__DATA IN THIS EXERCISE__
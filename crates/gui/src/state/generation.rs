//! Client for the generation service.
//!
//! Requests run on a background tokio runtime; results come back over an
//! mpsc channel that the UI polls once per frame.

use std::sync::mpsc;

use shared::{ApiErrorBody, ErrorLogRequest, ErrorLogResponse, GenerateRequest, GenerateResponse};

#[derive(Debug, Clone, PartialEq, thiserror::Error)]
pub enum GenerationServiceError {
    #[error("generation service unreachable: {0}")]
    Unreachable(String),
    #[error("generation service rejected the request ({status}): {detail}")]
    Rejected { status: u16, detail: String },
    #[error("rate limit exceeded, try again in a minute")]
    RateLimited,
    #[error("invalid response from generation service: {0}")]
    InvalidResponse(String),
    #[error("a generation request is already in progress")]
    Busy,
}

type GenerationResult = Result<GenerateResponse, GenerationServiceError>;

/// Role of a history entry
#[derive(Debug, Clone, PartialEq, Eq)]
pub enum ChatRole {
    User,
    Assistant,
}

/// A single request/response line shown in the prompt panel
#[derive(Debug, Clone)]
pub struct ChatMessage {
    pub role: ChatRole,
    pub text: String,
    pub is_error: bool,
}

pub struct GenerationClient {
    base_url: String,
    http: reqwest::Client,
    runtime: tokio::runtime::Runtime,
    pending: Option<mpsc::Receiver<GenerationResult>>,
    pub messages: Vec<ChatMessage>,
    pub input: String,
    pub last_failed_request: Option<GenerateRequest>,
}

impl GenerationClient {
    pub fn new(base_url: impl Into<String>) -> std::io::Result<Self> {
        let runtime = tokio::runtime::Builder::new_multi_thread()
            .worker_threads(1)
            .thread_name("generation-client")
            .enable_all()
            .build()?;
        Ok(Self {
            base_url: base_url.into().trim_end_matches('/').to_string(),
            http: reqwest::Client::new(),
            runtime,
            pending: None,
            messages: Vec::new(),
            input: String::new(),
            last_failed_request: None,
        })
    }

    pub fn base_url(&self) -> &str {
        &self.base_url
    }

    pub fn set_base_url(&mut self, url: &str) {
        self.base_url = url.trim_end_matches('/').to_string();
    }

    pub fn is_loading(&self) -> bool {
        self.pending.is_some()
    }

    /// Start a generation request. Only one may be in flight.
    pub fn request(&mut self, request: GenerateRequest) -> Result<(), GenerationServiceError> {
        if self.pending.is_some() {
            return Err(GenerationServiceError::Busy);
        }
        self.messages.push(ChatMessage {
            role: ChatRole::User,
            text: request.prompt.clone(),
            is_error: false,
        });

        let (tx, rx) = mpsc::channel();
        let http = self.http.clone();
        let url = format!("{}/api/generate", self.base_url);
        let request_id = uuid::Uuid::new_v4();
        tracing::info!(
            %url,
            %request_id,
            prompt_len = request.prompt.len(),
            has_image = request.image_base64.is_some(),
            "Requesting model generation"
        );
        self.last_failed_request = Some(request.clone());
        self.runtime.spawn(async move {
            let result = post_generate(&http, &url, &request, request_id).await;
            if let Err(e) = &result {
                tracing::debug!(%request_id, "Generation request ended with: {e}");
            }
            // Receiver gone means the UI moved on
            let _ = tx.send(result);
        });
        self.pending = Some(rx);
        Ok(())
    }

    /// Resend the last request that failed.
    pub fn retry(&mut self) -> Result<(), GenerationServiceError> {
        match self.last_failed_request.take() {
            Some(request) => self.request(request),
            None => Ok(()),
        }
    }

    /// Non-blocking check for a finished request.
    pub fn poll(&mut self) -> Option<GenerationResult> {
        let rx = self.pending.as_ref()?;
        let result = match rx.try_recv() {
            Ok(result) => result,
            Err(mpsc::TryRecvError::Empty) => return None,
            Err(mpsc::TryRecvError::Disconnected) => Err(GenerationServiceError::Unreachable(
                "request task ended without a response".to_string(),
            )),
        };
        self.pending = None;

        match &result {
            Ok(response) => {
                self.last_failed_request = None;
                self.messages.push(ChatMessage {
                    role: ChatRole::Assistant,
                    text: format!("Generated model ({} lines)", response.code.lines().count()),
                    is_error: false,
                });
            }
            Err(e) => {
                tracing::warn!("Generation failed: {e}");
                self.messages.push(ChatMessage {
                    role: ChatRole::Assistant,
                    text: e.to_string(),
                    is_error: true,
                });
            }
        }
        Some(result)
    }

    /// Fire-and-forget error report to the service log sink.
    pub fn report_error(&self, source: &str, error: &str, code: Option<&str>) {
        let report = ErrorLogRequest {
            source: source.to_string(),
            error: error.to_string(),
            code: code.map(str::to_string),
            timestamp: chrono::Local::now().to_rfc3339(),
        };
        let http = self.http.clone();
        let url = format!("{}/api/log/error", self.base_url);
        self.runtime.spawn(async move {
            match http.post(&url).json(&report).send().await {
                Ok(resp) => match resp.json::<ErrorLogResponse>().await {
                    Ok(ErrorLogResponse::Logged { file }) => tracing::debug!(%file, "Error report logged"),
                    Ok(ErrorLogResponse::Failed { error }) => tracing::warn!("Error report rejected: {error}"),
                    Err(e) => tracing::debug!("Unreadable error-log response: {e}"),
                },
                Err(e) => tracing::debug!("Error report not delivered: {e}"),
            }
        });
    }

    pub fn clear(&mut self) {
        self.messages.clear();
        self.input.clear();
        self.last_failed_request = None;
    }
}

async fn post_generate(
    http: &reqwest::Client,
    url: &str,
    request: &GenerateRequest,
    request_id: uuid::Uuid,
) -> GenerationResult {
    let response = http
        .post(url)
        .header("x-request-id", request_id.to_string())
        .json(request)
        .send()
        .await
        .map_err(|e| GenerationServiceError::Unreachable(e.to_string()))?;

    let status = response.status();
    if status == reqwest::StatusCode::TOO_MANY_REQUESTS {
        return Err(GenerationServiceError::RateLimited);
    }
    if !status.is_success() {
        let detail = response
            .json::<ApiErrorBody>()
            .await
            .map(|b| b.detail)
            .unwrap_or_else(|_| status.to_string());
        return Err(GenerationServiceError::Rejected {
            status: status.as_u16(),
            detail,
        });
    }
    let body: GenerateResponse = response
        .json()
        .await
        .map_err(|e| GenerationServiceError::InvalidResponse(e.to_string()))?;
    if body.code.trim().is_empty() {
        return Err(GenerationServiceError::InvalidResponse("empty model source".to_string()));
    }
    Ok(body)
}

#[cfg(test)]
mod tests {
    use super::*;
    use std::time::{Duration, Instant};

    #[test]
    fn test_idle_client_polls_nothing() {
        let mut client = GenerationClient::new("http://localhost:8000/").unwrap();
        assert_eq!(client.base_url(), "http://localhost:8000");
        assert!(!client.is_loading());
        assert!(client.poll().is_none());
    }

    #[test]
    fn test_second_request_is_busy() {
        // Port 9 (discard) is closed on test machines; the request fails quickly
        let mut client = GenerationClient::new("http://127.0.0.1:9").unwrap();
        client.request(GenerateRequest::new("a box")).unwrap();
        assert_eq!(
            client.request(GenerateRequest::new("again")),
            Err(GenerationServiceError::Busy)
        );
    }

    #[test]
    fn test_unreachable_service_reported() {
        let mut client = GenerationClient::new("http://127.0.0.1:9").unwrap();
        client.request(GenerateRequest::new("a box")).unwrap();

        let deadline = Instant::now() + Duration::from_secs(10);
        let result = loop {
            if let Some(result) = client.poll() {
                break result;
            }
            assert!(Instant::now() < deadline, "request never finished");
            std::thread::sleep(Duration::from_millis(10));
        };
        assert!(matches!(result, Err(GenerationServiceError::Unreachable(_))));
        assert!(!client.is_loading());
        assert!(client.last_failed_request.is_some());
        assert!(client.messages.last().is_some_and(|m| m.is_error));
    }
}
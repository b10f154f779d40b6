//! Recursive discovery of importable audio files.

use std::path::{Path, PathBuf};

use log::debug;

/// File extensions the metadata loader knows how to read tags from.
pub const SUPPORTED_AUDIO_EXTENSIONS: [&str; 7] =
    ["mp3", "wav", "ogg", "flac", "aac", "m4a", "opus"];

pub fn is_supported_audio_file(path: &Path) -> bool {
    path.extension()
        .and_then(|ext| ext.to_str())
        .map(|ext| {
            SUPPORTED_AUDIO_EXTENSIONS
                .iter()
                .any(|supported| ext.eq_ignore_ascii_case(supported))
        })
        .unwrap_or(false)
}

/// Walks `folder_path` recursively and returns every supported audio file,
/// sorted for a stable import order. Unreadable directories are skipped.
pub fn collect_audio_files_from_folder(folder_path: &Path) -> Vec<PathBuf> {
    let mut pending_directories = vec![folder_path.to_path_buf()];
    let mut files = Vec::new();

    while let Some(directory) = pending_directories.pop() {
        let entries = match std::fs::read_dir(&directory) {
            Ok(entries) => entries,
            Err(error) => {
                debug!("Failed to read directory {}: {}", directory.display(), error);
                continue;
            }
        };

        for entry in entries {
            let entry = match entry {
                Ok(entry) => entry,
                Err(error) => {
                    debug!(
                        "Failed to read a directory entry in {}: {}",
                        directory.display(),
                        error
                    );
                    continue;
                }
            };

            let path = entry.path();
            let file_type = match entry.file_type() {
                Ok(file_type) => file_type,
                Err(error) => {
                    debug!("Failed to inspect {}: {}", path.display(), error);
                    continue;
                }
            };

            if file_type.is_dir() {
                pending_directories.push(path);
            } else if file_type.is_file() && is_supported_audio_file(&path) {
                files.push(path);
            }
        }
    }

    files.sort_unstable();
    files
}
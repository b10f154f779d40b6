//! Test doubles and fixtures shared by the unit tests.

use std::cell::RefCell;
use std::path::{Path, PathBuf};
use std::rc::Rc;

use crate::bus::{ListenerId, SharedListener, Subject};
use crate::player::{Player, SharedPlayer};
use crate::protocol::PlaybackState;
use crate::song::{Song, SongMetaInfo};

/// Scripted player that records calls and lets tests inject state changes.
pub struct FakePlayer {
    subject: Subject<PlaybackState>,
    pub loaded: Vec<PathBuf>,
    pub play_calls: u32,
    pub stop_calls: u32,
}

impl FakePlayer {
    pub fn shared() -> Rc<RefCell<FakePlayer>> {
        Rc::new(RefCell::new(FakePlayer {
            subject: Subject::new(),
            loaded: Vec::new(),
            play_calls: 0,
            stop_calls: 0,
        }))
    }

    /// Delivers `state` to the registered listeners.
    ///
    /// The subject handle is cloned out first so no borrow of the player is
    /// held while listeners run (listeners call back into the player).
    pub fn notify(player: &Rc<RefCell<FakePlayer>>, state: PlaybackState) {
        let subject = player.borrow().subject.clone();
        subject.emit(&state);
    }

    pub fn last_loaded(&self) -> Option<&Path> {
        self.loaded.last().map(PathBuf::as_path)
    }
}

impl Player for FakePlayer {
    fn load(&mut self, path: &Path) {
        self.loaded.push(path.to_path_buf());
    }

    fn play(&mut self) {
        self.play_calls += 1;
    }

    fn stop(&mut self) {
        self.stop_calls += 1;
    }

    fn register_listener(&mut self, listener: SharedListener<PlaybackState>) -> ListenerId {
        self.subject.register(listener)
    }

    fn unregister_listener(&mut self, id: ListenerId) {
        self.subject.unregister(id)
    }
}

/// Coerces a fake player handle into the trait-object handle the core takes.
pub fn as_shared_player(player: &Rc<RefCell<FakePlayer>>) -> SharedPlayer {
    Rc::clone(player) as SharedPlayer
}

/// A song named `name`, stored at `/music/{name}.mp3`.
pub fn song(name: &str) -> Song {
    Song::new(
        SongMetaInfo {
            title: name.to_string(),
            genre: "Test".to_string(),
            artists: vec!["Tester".to_string()],
            album: "Fixtures".to_string(),
        },
        PathBuf::from(format!("/music/{name}.mp3")),
    )
}
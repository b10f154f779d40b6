//! Facade controllers guarding the core's preconditions.
//!
//! The core operations require callers to check selection state first; these
//! controllers are the callers that do, so an embedding application can
//! drive the system without tracking preconditions itself.

pub mod library_controller;
pub mod playlists_controller;

pub use library_controller::LibraryController;
pub use playlists_controller::PlaylistsController;
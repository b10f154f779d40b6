//! Persistent configuration model and file I/O.

use std::fs;
use std::path::{Path, PathBuf};

use log::warn;

/// Root configuration persisted to `config.toml`.
#[derive(Debug, Clone, Default, PartialEq, serde::Deserialize, serde::Serialize)]
pub struct Config {
    #[serde(default)]
    /// Library import preferences.
    pub library: LibraryConfig,
    #[serde(default)]
    /// Metadata extraction preferences.
    pub metadata: MetadataConfig,
}

/// Library import preferences persisted between sessions.
#[derive(Debug, Clone, Default, PartialEq, serde::Deserialize, serde::Serialize)]
pub struct LibraryConfig {
    /// Folders scanned by bulk import.
    #[serde(default)]
    pub folders: Vec<String>,
}

/// Metadata extraction preferences persisted between sessions.
#[derive(Debug, Clone, PartialEq, serde::Deserialize, serde::Serialize)]
pub struct MetadataConfig {
    /// Separator used to split a tag's artist field into artist names.
    #[serde(default = "default_artist_separator")]
    pub artist_separator: String,
}

impl Default for MetadataConfig {
    fn default() -> Self {
        Self {
            artist_separator: default_artist_separator(),
        }
    }
}

fn default_artist_separator() -> String {
    ";".to_string()
}

/// Path of the per-user config file, when a config directory exists.
pub fn config_file_path() -> Option<PathBuf> {
    dirs::config_dir().map(|dir| dir.join("tunedeck").join("config.toml"))
}

/// Reads the config at `path`, falling back to defaults on a missing or
/// malformed file.
pub fn load_config_from(path: &Path) -> Config {
    let contents = match fs::read_to_string(path) {
        Ok(contents) => contents,
        Err(error) => {
            warn!(
                "Config: using defaults, could not read {}: {}",
                path.display(),
                error
            );
            return Config::default();
        }
    };
    match toml::from_str(&contents) {
        Ok(config) => config,
        Err(error) => {
            warn!(
                "Config: using defaults, could not parse {}: {}",
                path.display(),
                error
            );
            Config::default()
        }
    }
}

/// Reads the per-user config, falling back to defaults.
pub fn load_config() -> Config {
    match config_file_path() {
        Some(path) => load_config_from(&path),
        None => Config::default(),
    }
}

/// Writes `config` to `path`, creating parent directories as needed.
pub fn save_config_to(path: &Path, config: &Config) -> Result<(), String> {
    if let Some(parent) = path.parent() {
        fs::create_dir_all(parent)
            .map_err(|error| format!("Failed to create {}: {}", parent.display(), error))?;
    }
    let contents = toml::to_string(config)
        .map_err(|error| format!("Failed to serialize config: {error}"))?;
    fs::write(path, contents)
        .map_err(|error| format!("Failed to write {}: {}", path.display(), error))
}

/// Writes `config` to the per-user config file.
pub fn save_config(config: &Config) -> Result<(), String> {
    let path = config_file_path().ok_or_else(|| "No config directory available".to_string())?;
    save_config_to(&path, config)
}
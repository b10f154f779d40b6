//! Library-domain orchestrator.
//!
//! The music library is the single source of truth for the song collection.
//! Every mutation that playlists care about is broadcast as a
//! [`LibraryEvent`] after the library reached its new state, so listeners
//! never observe a half-applied change.

use std::cell::RefCell;
use std::rc::Rc;

use log::debug;
use regex::Regex;

use crate::bus::{Listener, ListenerId, SharedListener, Subject};
use crate::player::SharedPlayer;
use crate::protocol::{LibraryEvent, PlaybackState};
use crate::selection::SelectionList;
use crate::song::Song;

/// Read-only, cheaply clonable view of the library's song sequence.
///
/// Smart playlists hold one of these for their refill/backfill scans instead
/// of a reference to the library itself.
#[derive(Clone)]
pub struct LibraryView {
    songs: Rc<RefCell<SelectionList<Rc<Song>>>>,
}

impl LibraryView {
    pub fn len(&self) -> usize {
        self.songs.borrow().len()
    }

    pub fn is_empty(&self) -> bool {
        self.songs.borrow().is_empty()
    }

    pub fn song_at(&self, index: usize) -> Rc<Song> {
        Rc::clone(self.songs.borrow().get(index))
    }

    /// Snapshot of the current contents in library order.
    pub fn snapshot(&self) -> Vec<Rc<Song>> {
        self.songs.borrow().iter().cloned().collect()
    }
}

/// The song collection, with selection state and event emission.
pub struct MusicLibrary {
    songs: Rc<RefCell<SelectionList<Rc<Song>>>>,
    events: Subject<LibraryEvent>,
    player: SharedPlayer,
    playing_song: Option<Rc<Song>>,
}

impl MusicLibrary {
    pub fn new(player: SharedPlayer) -> Self {
        Self {
            songs: Rc::new(RefCell::new(SelectionList::new())),
            events: Subject::new(),
            player,
            playing_song: None,
        }
    }

    /// A read-only view on the song sequence, for injection into playlists.
    pub fn view(&self) -> LibraryView {
        LibraryView {
            songs: Rc::clone(&self.songs),
        }
    }

    pub(crate) fn events(&self) -> Subject<LibraryEvent> {
        self.events.clone()
    }

    /// Registers `listener` for library events.
    pub fn register_listener(&self, listener: SharedListener<LibraryEvent>) -> ListenerId {
        self.events.register(listener)
    }

    /// Unregisters a previously registered library listener.
    pub fn unregister_listener(&self, id: ListenerId) {
        self.events.unregister(id)
    }

    pub fn len(&self) -> usize {
        self.songs.borrow().len()
    }

    pub fn is_empty(&self) -> bool {
        self.songs.borrow().is_empty()
    }

    pub fn get(&self, index: usize) -> Rc<Song> {
        Rc::clone(self.songs.borrow().get(index))
    }

    /// Snapshot of all songs in library order.
    pub fn songs(&self) -> Vec<Rc<Song>> {
        self.songs.borrow().iter().cloned().collect()
    }

    pub fn some_selected(&self) -> bool {
        self.songs.borrow().some_selected()
    }

    pub fn selected_index(&self) -> Option<usize> {
        self.songs.borrow().selected_index()
    }

    pub fn selected_song(&self) -> Option<Rc<Song>> {
        self.songs.borrow().selected().cloned()
    }

    /// Selects the song at `index`; callers bounds-check first.
    pub fn select(&mut self, index: usize) {
        self.songs.borrow_mut().select(index);
    }

    pub fn next(&mut self) {
        self.songs.borrow_mut().next();
    }

    pub fn previous(&mut self) {
        self.songs.borrow_mut().previous();
    }

    /// Appends `song`, selects it, and emits [`LibraryEvent::SongAdded`].
    pub fn add(&mut self, song: Song) {
        let song = Rc::new(song);
        self.songs.borrow_mut().add(Rc::clone(&song));
        debug!("MusicLibrary: added {}", song.filename().display());
        self.events.emit(&LibraryEvent::SongAdded { song });
    }

    /// Removes the selected song, then emits [`LibraryEvent::SongRemoved`]
    /// so listeners observe the library without it. No-op when nothing is
    /// selected.
    pub fn remove(&mut self) {
        let removed = self.songs.borrow_mut().remove();
        if let Some(song) = removed {
            debug!("MusicLibrary: removed {}", song.filename().display());
            self.events.emit(&LibraryEvent::SongRemoved { song });
        }
    }

    /// Increments the selected song's rating (saturating) and emits
    /// [`LibraryEvent::SongRated`] with the true before/after values.
    pub fn inc_rate_selected(&mut self) {
        let Some(song) = self.selected_song() else {
            return;
        };
        let old_rating = song.rating();
        song.inc_rating();
        let new_rating = song.rating();
        self.events.emit(&LibraryEvent::SongRated {
            song,
            old_rating,
            new_rating,
        });
    }

    /// Decrements the selected song's rating (saturating) and emits
    /// [`LibraryEvent::SongRated`] with the true before/after values.
    pub fn dec_rate_selected(&mut self) {
        let Some(song) = self.selected_song() else {
            return;
        };
        let old_rating = song.rating();
        song.dec_rating();
        let new_rating = song.rating();
        self.events.emit(&LibraryEvent::SongRated {
            song,
            old_rating,
            new_rating,
        });
    }

    /// Stops whatever is playing, then loads and plays the selected song
    /// through the shared player, recording it as playing through this
    /// library.
    pub fn play(&mut self) {
        let Some(song) = self.selected_song() else {
            return;
        };
        {
            let mut player = self.player.borrow_mut();
            player.stop();
            player.load(song.filename());
            player.play();
        }
        self.playing_song = Some(song);
    }

    /// True iff the current playback was started through this library.
    pub fn is_playing(&self) -> bool {
        self.playing_song.is_some()
    }

    /// Stops playback started through this library.
    pub fn stop(&mut self) {
        self.player.borrow_mut().stop();
    }

    /// All songs whose metadata matches `pattern` (search-anywhere, against
    /// title, genre, album, and each artist).
    pub fn get_matches(&self, pattern: &Regex) -> Vec<Rc<Song>> {
        self.songs
            .borrow()
            .iter()
            .filter(|song| song.matches(pattern))
            .cloned()
            .collect()
    }
}

impl Listener<PlaybackState> for MusicLibrary {
    fn on_event(&mut self, state: &PlaybackState) {
        if !self.is_playing() {
            return;
        }
        match state {
            PlaybackState::Stopped => {
                self.playing_song = None;
            }
            PlaybackState::Ended => {
                if let Some(song) = self.playing_song.take() {
                    song.inc_times_played();
                }
            }
            PlaybackState::Playing | PlaybackState::Paused => {}
        }
    }
}
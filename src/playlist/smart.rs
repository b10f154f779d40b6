//! Event-driven membership maintenance for the built-in smart playlists.

use std::rc::Rc;

use crate::protocol::LibraryEvent;
use crate::song::Rating;

use super::Playlist;

/// Fixed membership capacity shared by the built-in smart playlists.
pub const SMART_PLAYLIST_CAPACITY: usize = 5;

/// Keeps a most-liked playlist synchronized with library events.
///
/// On every rating event: add the rated song, trim the lowest-rated member
/// when over capacity, purge unrated members when the new rating is unrated,
/// then refill up to capacity from the whole library. On removal events the
/// base membership drop already happened; refill when below capacity and the
/// library still holds songs this playlist does not.
pub(super) fn sync_most_liked(playlist: &mut Playlist, event: &LibraryEvent) {
    match event {
        LibraryEvent::SongRated {
            song, new_rating, ..
        } => {
            playlist.add_automatic(Rc::clone(song));
            if playlist.len() > SMART_PLAYLIST_CAPACITY {
                remove_lowest_rated(playlist);
            }
            if *new_rating == Rating::Unrated {
                remove_unrated(playlist);
            }
            refill(playlist);
        }
        LibraryEvent::SongRemoved { .. } => {
            if playlist.len() < SMART_PLAYLIST_CAPACITY
                && playlist.library().len() > playlist.len()
            {
                refill(playlist);
            }
        }
        LibraryEvent::SongAdded { .. } => {}
    }
}

/// Keeps a most-recently-added playlist synchronized with library events.
///
/// Additions slide the window: append, then drop the oldest member when over
/// capacity. After a removal the window regains at most one slot, backfilled
/// by scanning the library from its newest entry backward.
pub(super) fn sync_most_recently_added(playlist: &mut Playlist, event: &LibraryEvent) {
    match event {
        LibraryEvent::SongAdded { song } => {
            playlist.add_automatic(Rc::clone(song));
            if playlist.len() > SMART_PLAYLIST_CAPACITY {
                playlist.remove_automatic(0);
            }
        }
        LibraryEvent::SongRemoved { .. } => {
            if playlist.len() < SMART_PLAYLIST_CAPACITY
                && playlist.library().len() > playlist.len()
            {
                backfill_one(playlist);
            }
        }
        LibraryEvent::SongRated { .. } => {}
    }
}

/// Drops the member with the lowest rating; ties resolve to the
/// earliest-inserted member.
fn remove_lowest_rated(playlist: &mut Playlist) {
    let mut lowest: Option<(usize, Rating)> = None;
    for index in 0..playlist.len() {
        let rating = playlist.get(index).rating();
        let is_lower = lowest.map_or(true, |(_, lowest_rating)| rating < lowest_rating);
        if is_lower {
            lowest = Some((index, rating));
        }
    }
    if let Some((index, _)) = lowest {
        playlist.remove_automatic(index);
    }
}

/// Drops every unrated member. Unrated members can only sit at the tail
/// (refill never admits them), so this truncates from the first one onward.
fn remove_unrated(playlist: &mut Playlist) {
    while let Some(index) =
        (0..playlist.len()).find(|&index| playlist.get(index).rating() == Rating::Unrated)
    {
        playlist.remove_automatic(index);
    }
}

/// Tops the playlist back up to capacity from the whole library, best-rated
/// first (stable over library order), never admitting unrated songs and
/// never growing past capacity.
fn refill(playlist: &mut Playlist) {
    let mut candidates = playlist.library().snapshot();
    candidates.sort_by(|left, right| right.rating().cmp(&left.rating()));
    for candidate in candidates {
        if playlist.len() >= SMART_PLAYLIST_CAPACITY {
            break;
        }
        if candidate.rating() == Rating::Unrated {
            continue;
        }
        playlist.add_automatic(candidate);
    }
}

/// Adds the newest library song not already present; exactly one slot is
/// refilled because exactly one song was removed.
fn backfill_one(playlist: &mut Playlist) {
    let library = playlist.library().clone();
    let original_len = playlist.len();
    for index in (0..library.len()).rev() {
        if playlist.len() != original_len {
            break;
        }
        playlist.add_automatic(library.song_at(index));
    }
}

__EXERCISE REQUIREMENTS__
Scan the material for lines with the word "Stops", and copy each line you find.

__RESPONSE__
    /// Stops whatever is playing, then loads and plays the selected song
    /// Stops playback started through this library.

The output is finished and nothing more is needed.